Collected data:
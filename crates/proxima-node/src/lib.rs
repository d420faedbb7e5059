//! # proxima-node
//!
//! Node service library: shared state, logging setup and the read-only
//! status API over the presence pipeline.

#![forbid(unsafe_code)]
#![warn(clippy::all, clippy::pedantic, clippy::nursery)]

pub mod api;
pub mod logging;
pub mod state;
//! System API endpoints.
//!
//! Provides node status: uptime, radio availability and pipeline counters.

use axum::extract::State;
use axum::routing::get;
use axum::{Json, Router};
use serde::{Deserialize, Serialize};
use utoipa::ToSchema;

use crate::state::SharedState;

/// Creates the system router with all endpoints.
pub fn router() -> Router<SharedState> {
    Router::new().route("/status", get(get_status))
}

/// System status response.
#[derive(Debug, Clone, Serialize, Deserialize, ToSchema)]
#[schema(example = json!({
    "version": "0.1.0",
    "instance_name": "living-room",
    "uptime_secs": 3600,
    "radio_available": true,
    "tracked_devices": 3,
    "entities": 8,
    "bus_subscribers": 1,
    "published_messages": 1250
}))]
pub struct SystemStatusResponse {
    /// Server version.
    #[schema(example = "0.1.0")]
    pub version: String,

    /// Name of this node.
    #[schema(example = "living-room")]
    pub instance_name: String,

    /// Server uptime in seconds.
    #[schema(example = 3600)]
    pub uptime_secs: u64,

    /// Whether the BLE scanner is running.
    #[schema(example = true)]
    pub radio_available: bool,

    /// Devices known to the aggregator.
    #[schema(example = 3)]
    pub tracked_devices: usize,

    /// Registered downstream entities.
    #[schema(example = 8)]
    pub entities: usize,

    /// Open cluster bus subscriptions.
    #[schema(example = 1)]
    pub bus_subscribers: usize,

    /// Observations this node published to the cluster.
    #[schema(example = 1250)]
    pub published_messages: u64,
}

/// Get system status.
#[utoipa::path(
    get,
    path = "/api/system/status",
    tag = "system",
    operation_id = "getSystemStatus",
    summary = "Get system status",
    description = "Returns the current node status including version, uptime, \
        radio availability and pipeline counters.",
    responses(
        (status = 200, description = "System status retrieved", body = SystemStatusResponse)
    )
)]
pub async fn get_status(State(state): State<SharedState>) -> Json<SystemStatusResponse> {
    Json(SystemStatusResponse {
        version: env!("CARGO_PKG_VERSION").to_string(),
        instance_name: state.config.instance_name.clone(),
        uptime_secs: state.uptime_secs(),
        radio_available: state.is_radio_available(),
        tracked_devices: state.aggregator().len(),
        entities: state.registry.list().len(),
        bus_subscribers: state.bus.subscriber_count(),
        published_messages: state.bus.published(),
    })
}
/// Folds distance events from every node into canonical presence states.
pub struct PresenceAggregator {
    instance_name: String,
    timeout: Duration,
    sink: Arc<dyn EntitySink>,
    devices: RwLock<HashMap<String, Arc<Device>>>,
}

impl std::fmt::Debug for PresenceAggregator {
    fn fmt(&self, f: &mut std::fmt::Formatter<'_>) -> std::fmt::Result {
        f.debug_struct("PresenceAggregator")
            .field("instance_name", &self.instance_name)
            .field("timeout", &self.timeout)
            .field("devices", &self.len())
            .finish_non_exhaustive()
    }
}

impl PresenceAggregator {
    /// Create an aggregator pushing entity updates to `sink`.
    #[must_use]
    pub fn new(instance_name: impl Into<String>, timeout: Duration, sink: Arc<dyn EntitySink>) -> Self {
        Self {
            instance_name: instance_name.into(),
            timeout,
            sink,
            devices: RwLock::new(HashMap::new()),
        }
    }

    /// Name of the local node.
    #[must_use]
    pub fn instance_name(&self) -> &str {
        &self.instance_name
    }

    /// Apply one distance event, local or remote, and return the canonical state.
    pub async fn handle_event(self: &Arc<Self>, event: DistanceEvent) -> PresenceState {
        let device = self.device(&event.tag_id);
        let mut guard = device.sensor.lock().await;
        let sensor = match guard.take() {
            Some(sensor) => sensor,
            None => self.create_sensor(&event).await,
        };
        let sensor = guard.insert(sensor);
        let state = sensor.handle_new_measurement(&event, Instant::now()).await;
        self.arm_expiry(&event.tag_id, &device);
        state
    }

    /// Re-evaluate every device, dropping expired origin slots.
    pub async fn check_timeouts(&self) {
        let now = Instant::now();
        for device in self.snapshot() {
            if let Some(sensor) = device.sensor.lock().await.as_mut() {
                sensor.check_timeout(now).await;
            }
        }
    }

    /// Periodically call [`check_timeouts`](Self::check_timeouts) until the
    /// aggregator is dropped.
    pub fn run_expiry_sweep(self: &Arc<Self>, period: Duration) -> JoinHandle<()> {
        let weak = Arc::downgrade(self);
        tokio::spawn(async move {
            let mut ticker = tokio::time::interval(period);
            ticker.tick().await;
            loop {
                ticker.tick().await;
                let Some(aggregator) = weak.upgrade() else {
                    break;
                };
                aggregator.check_timeouts().await;
            }
        })
    }

    /// Canonical state of one device.
    pub async fn state(&self, device_id: &str) -> Option<PresenceState> {
        let device = self
            .devices
            .read()
            .unwrap_or_else(PoisonError::into_inner)
            .get(device_id)
            .cloned()?;
        let guard = device.sensor.lock().await;
        guard.as_ref().map(|sensor| sensor.state().clone())
    }

    /// Canonical states of all devices, ordered by id.
    pub async fn states(&self) -> Vec<PresenceState> {
        let mut states = Vec::new();
        for device in self.snapshot() {
            if let Some(sensor) = device.sensor.lock().await.as_ref() {
                states.push(sensor.state().clone());
            }
        }
        states.sort_by(|a, b| a.device_id.cmp(&b.device_id));
        states
    }

    /// Number of known devices.
    #[must_use]
    pub fn len(&self) -> usize {
        self.devices
            .read()
            .unwrap_or_else(PoisonError::into_inner)
            .len()
    }

    /// Whether no device has been seen yet.
    #[must_use]
    pub fn is_empty(&self) -> bool {
        self.len() == 0
    }

    async fn create_sensor(&self, event: &DistanceEvent) -> Sensor {
        info!(
            device_id = %event.tag_id,
            name = %event.tag_name,
            origin = %event.instance_name,
            "Tracking new device"
        );
        let inner = DistanceSensor::create(
            &event.tag_id,
            &event.tag_name,
            self.timeout,
            Arc::clone(&self.sink),
        )
        .await;
        TrackedSensor::create(inner, Arc::clone(&self.sink), event.battery_level.is_some()).await
    }

    fn device(&self, device_id: &str) -> Arc<Device> {
        if let Some(device) = self
            .devices
            .read()
            .unwrap_or_else(PoisonError::into_inner)
            .get(device_id)
        {
            return Arc::clone(device);
        }
        let mut devices = self.devices.write().unwrap_or_else(PoisonError::into_inner);
        Arc::clone(devices.entry(device_id.to_string()).or_default())
    }

    fn snapshot(&self) -> Vec<Arc<Device>> {
        self.devices
            .read()
            .unwrap_or_else(PoisonError::into_inner)
            .values()
            .cloned()
            .collect()
    }

    async fn expire(&self, device_id: &str) {
        let device = self
            .devices
            .read()
            .unwrap_or_else(PoisonError::into_inner)
            .get(device_id)
            .cloned();
        if let Some(device) = device {
            if let Some(sensor) = device.sensor.lock().await.as_mut() {
                sensor.check_timeout(Instant::now()).await;
            }
        }
    }

    fn arm_expiry(self: &Arc<Self>, device_id: &str, device: &Device) {
        let weak: Weak<Self> = Arc::downgrade(self);
        let device_id = device_id.to_string();
        let deadline = Instant::now() + self.timeout;
        let timer = tokio::spawn(async move {
            tokio::time::sleep_until(deadline).await;
            if let Some(aggregator) = weak.upgrade() {
                aggregator.expire(&device_id).await;
            }
        });

        let mut expiry = device.expiry.lock().unwrap_or_else(PoisonError::into_inner);
        if let Some(previous) = expiry.replace(timer) {
            previous.abort();
        }
    }
}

# [WORK REQUEST]
The answer must be a word-for-word transcription of every record above.

# [EXERCISE SOLUTION]
filename crates/proxima-node/src/lib.rs
repository d420faedbb7e5059
//! # proxima-node
//!
//! Node service library: shared state, logging setup and the read-only
//! status API over the presence pipeline.

#![forbid(unsafe_code)]
#![warn(clippy::all, clippy::pedantic, clippy::nursery)]

pub mod api;
pub mod logging;
pub mod state;
//! System API endpoints.
//!
//! Provides node status: uptime, radio availability and pipeline counters.

use axum::extract::State;
use axum::routing::get;
use axum::{Json, Router};
use serde::{Deserialize, Serialize};
use utoipa::ToSchema;

use crate::state::SharedState;

/// Creates the system router with all endpoints.
pub fn router() -> Router<SharedState> {
    Router::new().route("/status", get(get_status))
}

/// System status response.
#[derive(Debug, Clone, Serialize, Deserialize, ToSchema)]
#[schema(example = json!({
    "version": "0.1.0",
    "instance_name": "living-room",
    "uptime_secs": 3600,
    "radio_available": true,
    "tracked_devices": 3,
    "entities": 8,
    "bus_subscribers": 1,
    "published_messages": 1250
}))]
pub struct SystemStatusResponse {
    /// Server version.
    #[schema(example = "0.1.0")]
    pub version: String,

    /// Name of this node.
    #[schema(example = "living-room")]
    pub instance_name: String,

    /// Server uptime in seconds.
    #[schema(example = 3600)]
    pub uptime_secs: u64,

    /// Whether the BLE scanner is running.
    #[schema(example = true)]
    pub radio_available: bool,

    /// Devices known to the aggregator.
    #[schema(example = 3)]
    pub tracked_devices: usize,

    /// Registered downstream entities.
    #[schema(example = 8)]
    pub entities: usize,

    /// Open cluster bus subscriptions.
    #[schema(example = 1)]
    pub bus_subscribers: usize,

    /// Observations this node published to the cluster.
    #[schema(example = 1250)]
    pub published_messages: u64,
}

/// Get system status.
#[utoipa::path(
    get,
    path = "/api/system/status",
    tag = "system",
    operation_id = "getSystemStatus",
    summary = "Get system status",
    description = "Returns the current node status including version, uptime, \
        radio availability and pipeline counters.",
    responses(
        (status = 200, description = "System status retrieved", body = SystemStatusResponse)
    )
)]
pub async fn get_status(State(state): State<SharedState>) -> Json<SystemStatusResponse> {
    Json(SystemStatusResponse {
        version: env!("CARGO_PKG_VERSION").to_string(),
        instance_name: state.config.instance_name.clone(),
        uptime_secs: state.uptime_secs(),
        radio_available: state.is_radio_available(),
        tracked_devices: state.aggregator().len(),
        entities: state.registry.list().len(),
        bus_subscribers: state.bus.subscriber_count(),
        published_messages: state.bus.published(),
    })
}
/// Folds distance events from every node into canonical presence states.
pub struct PresenceAggregator {
    instance_name: String,
    timeout: Duration,
    sink: Arc<dyn EntitySink>,
    devices: RwLock<HashMap<String, Arc<Device>>>,
}

impl std::fmt::Debug for PresenceAggregator {
    fn fmt(&self, f: &mut std::fmt::Formatter<'_>) -> std::fmt::Result {
        f.debug_struct("PresenceAggregator")
            .field("instance_name", &self.instance_name)
            .field("timeout", &self.timeout)
            .field("devices", &self.len())
            .finish_non_exhaustive()
    }
}

impl PresenceAggregator {
    /// Create an aggregator pushing entity updates to `sink`.
    #[must_use]
    pub fn new(instance_name: impl Into<String>, timeout: Duration, sink: Arc<dyn EntitySink>) -> Self {
        Self {
            instance_name: instance_name.into(),
            timeout,
            sink,
            devices: RwLock::new(HashMap::new()),
        }
    }

    /// Name of the local node.
    #[must_use]
    pub fn instance_name(&self) -> &str {
        &self.instance_name
    }

    /// Apply one distance event, local or remote, and return the canonical state.
    pub async fn handle_event(self: &Arc<Self>, event: DistanceEvent) -> PresenceState {
        let device = self.device(&event.tag_id);
        let mut guard = device.sensor.lock().await;
        let sensor = match guard.take() {
            Some(sensor) => sensor,
            None => self.create_sensor(&event).await,
        };
        let sensor = guard.insert(sensor);
        let state = sensor.handle_new_measurement(&event, Instant::now()).await;
        self.arm_expiry(&event.tag_id, &device);
        state
    }

    /// Re-evaluate every device, dropping expired origin slots.
    pub async fn check_timeouts(&self) {
        let now = Instant::now();
        for device in self.snapshot() {
            if let Some(sensor) = device.sensor.lock().await.as_mut() {
                sensor.check_timeout(now).await;
            }
        }
    }

    /// Periodically call [`check_timeouts`](Self::check_timeouts) until the
    /// aggregator is dropped.
    pub fn run_expiry_sweep(self: &Arc<Self>, period: Duration) -> JoinHandle<()> {
        let weak = Arc::downgrade(self);
        tokio::spawn(async move {
            let mut ticker = tokio::time::interval(period);
            ticker.tick().await;
            loop {
                ticker.tick().await;
                let Some(aggregator) = weak.upgrade() else {
                    break;
                };
                aggregator.check_timeouts().await;
            }
        })
    }

    /// Canonical state of one device.
    pub async fn state(&self, device_id: &str) -> Option<PresenceState> {
        let device = self
            .devices
            .read()
            .unwrap_or_else(PoisonError::into_inner)
            .get(device_id)
            .cloned()?;
        let guard = device.sensor.lock().await;
        guard.as_ref().map(|sensor| sensor.state().clone())
    }

    /// Canonical states of all devices, ordered by id.
    pub async fn states(&self) -> Vec<PresenceState> {
        let mut states = Vec::new();
        for device in self.snapshot() {
            if let Some(sensor) = device.sensor.lock().await.as_ref() {
                states.push(sensor.state().clone());
            }
        }
        states.sort_by(|a, b| a.device_id.cmp(&b.device_id));
        states
    }

    /// Number of known devices.
    #[must_use]
    pub fn len(&self) -> usize {
        self.devices
            .read()
            .unwrap_or_else(PoisonError::into_inner)
            .len()
    }

    /// Whether no device has been seen yet.
    #[must_use]
    pub fn is_empty(&self) -> bool {
        self.len() == 0
    }

    async fn create_sensor(&self, event: &DistanceEvent) -> Sensor {
        info!(
            device_id = %event.tag_id,
            name = %event.tag_name,
            origin = %event.instance_name,
            "Tracking new device"
        );
        let inner = DistanceSensor::create(
            &event.tag_id,
            &event.tag_name,
            self.timeout,
            Arc::clone(&self.sink),
        )
        .await;
        TrackedSensor::create(inner, Arc::clone(&self.sink), event.battery_level.is_some()).await
    }

    fn device(&self, device_id: &str) -> Arc<Device> {
        if let Some(device) = self
            .devices
            .read()
            .unwrap_or_else(PoisonError::into_inner)
            .get(device_id)
        {
            return Arc::clone(device);
        }
        let mut devices = self.devices.write().unwrap_or_else(PoisonError::into_inner);
        Arc::clone(devices.entry(device_id.to_string()).or_default())
    }

    fn snapshot(&self) -> Vec<Arc<Device>> {
        self.devices
            .read()
            .unwrap_or_else(PoisonError::into_inner)
            .values()
            .cloned()
            .collect()
    }

    async fn expire(&self, device_id: &str) {
        let device = self
            .devices
            .read()
            .unwrap_or_else(PoisonError::into_inner)
            .get(device_id)
            .cloned();
        if let Some(device) = device {
            if let Some(sensor) = device.sensor.lock().await.as_mut() {
                sensor.check_timeout(Instant::now()).await;
            }
        }
    }

    fn arm_expiry(self: &Arc<Self>, device_id: &str, device: &Device) {
        let weak: Weak<Self> = Arc::downgrade(self);
        let device_id = device_id.to_string();
        let deadline = Instant::now() + self.timeout;
        let timer = tokio::spawn(async move {
            tokio::time::sleep_until(deadline).await;
            if let Some(aggregator) = weak.upgrade() {
                aggregator.expire(&device_id).await;
            }
        });

        let mut expiry = device.expiry.lock().unwrap_or_else(PoisonError::into_inner);
        if let Some(previous) = expiry.replace(timer) {
            previous.abort();
        }
    }
}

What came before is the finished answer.